The origins of one of the oldest martian meteorites to be found on Earth, which contains the oldest martian igneous material that has been dated so far, are described in a paper published in Nature Communications this week.
Clues to the formation of Earth may be obtained from other terrestrial planets, such as Mars. However, so far the only available samples that appear to have recorded the early conditions on Mars are the meteorite Northwest Africa (NWA) 7034 and its paired stones. This meteorite contains the oldest martian igneous material dated so far (at approximately 4.5 billion years old). However, the original source of this meteorite is unknown.

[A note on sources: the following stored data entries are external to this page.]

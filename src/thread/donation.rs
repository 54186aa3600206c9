//! Priority donation.
//!
//! When a thread blocks on a lock whose holder has lower effective priority,
//! it donates its priority to the holder, and the boost propagates up the
//! chain of locks the holder itself is waiting on. Each donation is tied to
//! the lock that carried it and is revoked when that lock is released.

use super::Tid;
use super::scheduler::Kernel;
use crate::sync::lock::LockId;

/// Chains longer than this stop propagating.
pub(crate) const DONATION_DEPTH: usize = 8;

/// One received donation.
#[derive(Debug, Clone, Copy)]
pub(crate) struct Donation {
    pub(crate) donor: Tid,
    pub(crate) priority: i32,
    pub(crate) lock: LockId,
}

/// Records `donor`'s effective priority on `holder`, then walks the wait-for
/// chain and re-donates at each hop until the chain ends, the donation stops
/// raising anyone, or the depth bound is hit.
pub(crate) fn donate(k: &mut Kernel, donor: Tid, holder: Tid, lock: LockId) {
    let amount = k.thread(donor).effective_priority;
    let mut donor = donor;
    let mut target = holder;
    let mut lock = lock;
    for _ in 0..DONATION_DEPTH {
        let Some(th) = k.threads.get_mut(&target) else {
            return;
        };
        th.donations.push(Donation {
            donor,
            priority: amount,
            lock,
        });
        if !refresh_effective(k, target) {
            // Everyone further up already runs at least this high.
            return;
        }
        log::trace!("{donor:?} donates {amount} to {target:?}");
        let Some(next_lock) = k.thread(target).waiting_on else {
            return;
        };
        let Some(&next_holder) = k.lock_holders.get(&next_lock) else {
            return;
        };
        donor = target;
        target = next_holder;
        lock = next_lock;
    }
}

/// Revokes every donation `tid` received through `lock`.
pub(crate) fn revoke(k: &mut Kernel, tid: Tid, lock: LockId) {
    let Some(th) = k.threads.get_mut(&tid) else {
        return;
    };
    th.donations.retain(|d| {
        if d.lock == lock {
            log::trace!("{tid:?} loses {} donated by {:?}", d.priority, d.donor);
            false
        } else {
            true
        }
    });
    refresh_effective(k, tid);
}

/// Recomputes `effective = max(base, donations)` and repositions the thread
/// in the ready set if the value changed. Returns whether it changed.
pub(crate) fn refresh_effective(k: &mut Kernel, tid: Tid) -> bool {
    let Some(th) = k.threads.get_mut(&tid) else {
        return false;
    };
    let effective = th
        .donations
        .iter()
        .map(|d| d.priority)
        .fold(th.base_priority, i32::max);
    if effective == th.effective_priority {
        return false;
    }
    th.effective_priority = effective;
    k.reposition(tid);
    true
}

Using the size and spatial distribution of more than 90 million impact craters detected using the Crater Detection Algorithm, Anthony Lagain and colleagues sought to identify the most likely ejection site from Mars for this material. The authors found that the oldest fragments of NWA 7034 were excavated approximately 1.5 billion years ago from an impact that formed the Khujirt crater — a 40km crater, from the north east of the Terra Cimmeria-Sirenum province, in the southern hemisphere of Mars. The ejected material from this impact were then subsequently ejected from Mars by a second impact, which formed the Karratha crater, 5–10 million years ago.
The authors suggest that this region of Mars constitutes a unique record of the first tens of millions of years of the history of Mars and should be a target for orbital analyses and exploration in the future.